_EXERCISE OBJECTIVE:_
Every line in the listing below that holds the word "NoExplorer" should be returned.

_THE INPUT:_

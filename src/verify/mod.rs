//! Explorer source verification.
//!
//! # Data Flow
//! ```text
//! deployment-<network>.json + ResolvedNetwork
//!     → explorer lookup + API key from the environment
//!     → flattened sources (contracts/<Name>.sol)
//!     → explorer.rs submit → wait_for (per contract, sequential)
//! ```

pub mod explorer;

use std::path::PathBuf;
use std::time::Duration;
use thiserror::Error;

use crate::config::{ContractConfig, DeployConfig, Env, ResolvedNetwork};
use crate::deploy::record::DeploymentRecord;

pub use explorer::{ExplorerClient, Submission, VerificationRequest, VerificationStatus};

/// Errors raised during verification.
#[derive(Debug, Error)]
pub enum VerifyError {
    #[error("network '{0}' has no explorer configured")]
    NoExplorer(String),

    #[error("explorer '{0}' is not configured")]
    UnknownExplorer(String),

    #[error("explorer API key not set (expected in {0})")]
    MissingApiKey(String),

    #[error("record is for chain {record} but network '{network}' is chain {expected}")]
    ChainMismatch { network: String, expected: u64, record: u64 },

    #[error("cannot read source {path}: {source}")]
    Source {
        path: PathBuf,
        #[source]
        source: std::io::Error,
    },

    #[error("explorer request failed: {0}")]
    Http(String),

    #[error("explorer rejected {contract}: {reason}")]
    Rejected { contract: String, reason: String },

    #[error("{contract} still pending after {attempts} status checks")]
    StillPending { contract: String, attempts: u32 },
}

/// Outcome for one contract.
#[derive(Debug, Clone, PartialEq, Eq)]
pub struct VerificationReport {
    pub contract: String,
    pub address: alloy::primitives::Address,
    pub status: VerificationStatus,
}

/// Build the explorer client a network verifies against.
pub fn explorer_for(
    config: &DeployConfig,
    network: &ResolvedNetwork,
    env: &Env,
) -> Result<ExplorerClient, VerifyError> {
    let name = network
        .explorer
        .as_ref()
        .ok_or_else(|| VerifyError::NoExplorer(network.name.clone()))?;
    let explorer = config
        .explorers
        .get(name)
        .ok_or_else(|| VerifyError::UnknownExplorer(name.clone()))?;
    let api_key = env
        .get(&explorer.api_key_env)
        .ok_or_else(|| VerifyError::MissingApiKey(explorer.api_key_env.clone()))?;

    ExplorerClient::new(
        &explorer.api_url,
        api_key,
        network.chain_id,
        Duration::from_secs(config.deploy.rpc_timeout_secs),
    )
}

/// Verify both contracts of a deployment record, NFT first.
pub async fn verify_deployment(
    config: &DeployConfig,
    network: &ResolvedNetwork,
    record: &DeploymentRecord,
    client: &ExplorerClient,
) -> Result<Vec<VerificationReport>, VerifyError> {
    if record.chain_id != network.chain_id {
        return Err(VerifyError::ChainMismatch {
            network: network.name.clone(),
            expected: network.chain_id,
            record: record.chain_id,
        });
    }

    let targets = [
        (&config.contracts.nft, record.nft_contract),
        (&config.contracts.auction, record.auction_contract),
    ];

    let mut reports = Vec::with_capacity(targets.len());
    for (contract, address) in targets {
        let status = verify_contract(config, contract, address, client).await?;
        tracing::info!(contract = %contract.name, address = %address, status = ?status, "Verification finished");
        reports.push(VerificationReport {
            contract: contract.name.clone(),
            address,
            status,
        });
    }
    Ok(reports)
}

async fn verify_contract(
    config: &DeployConfig,
    contract: &ContractConfig,
    address: alloy::primitives::Address,
    client: &ExplorerClient,
) -> Result<VerificationStatus, VerifyError> {
    let path = contract.source_path();
    let source = std::fs::read_to_string(&path).map_err(|source| VerifyError::Source {
        path: path.clone(),
        source,
    })?;

    let request = VerificationRequest {
        address,
        contract_name: contract.name.clone(),
        source,
        compiler_version: config.solidity.long_version.clone(),
        optimizer_enabled: config.solidity.optimizer_enabled,
        optimizer_runs: config.solidity.optimizer_runs,
    };

    match client.submit(&request).await? {
        Submission::AlreadyVerified => Ok(VerificationStatus::AlreadyVerified),
        Submission::Queued(guid) => client.wait_for(&contract.name, &guid).await,
    }
}

#[cfg(test)]
mod tests {
    use super::*;

    #[test]
    fn test_explorer_requires_key() {
        let config = DeployConfig::default();
        let network = config.resolve_network("sepolia", &Env::default()).unwrap();

        let err = explorer_for(&config, &network, &Env::default()).unwrap_err();
        assert!(matches!(err, VerifyError::MissingApiKey(var) if var == "ETHERSCAN_API_KEY"));

        let env: Env = [("ETHERSCAN_API_KEY", "key")].into_iter().collect();
        let client = explorer_for(&config, &network, &env).unwrap();
        let debug = format!("{:?}", client);
        assert!(debug.contains("https://api.etherscan.io/v2/api"));
        assert!(debug.contains("11155111"));
    }

    #[test]
    fn test_local_network_has_no_explorer() {
        let config = DeployConfig::default();
        let network = config.resolve_network("hardhat", &Env::default()).unwrap();
        let err = explorer_for(&config, &network, &Env::default()).unwrap_err();
        assert!(matches!(err, VerifyError::NoExplorer(_)));
    }
}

_RESPONSE AREA:_
    NoExplorer(String),
        .ok_or_else(|| VerifyError::NoExplorer(network.name.clone()))?;
        assert!(matches!(err, VerifyError::NoExplorer(_)));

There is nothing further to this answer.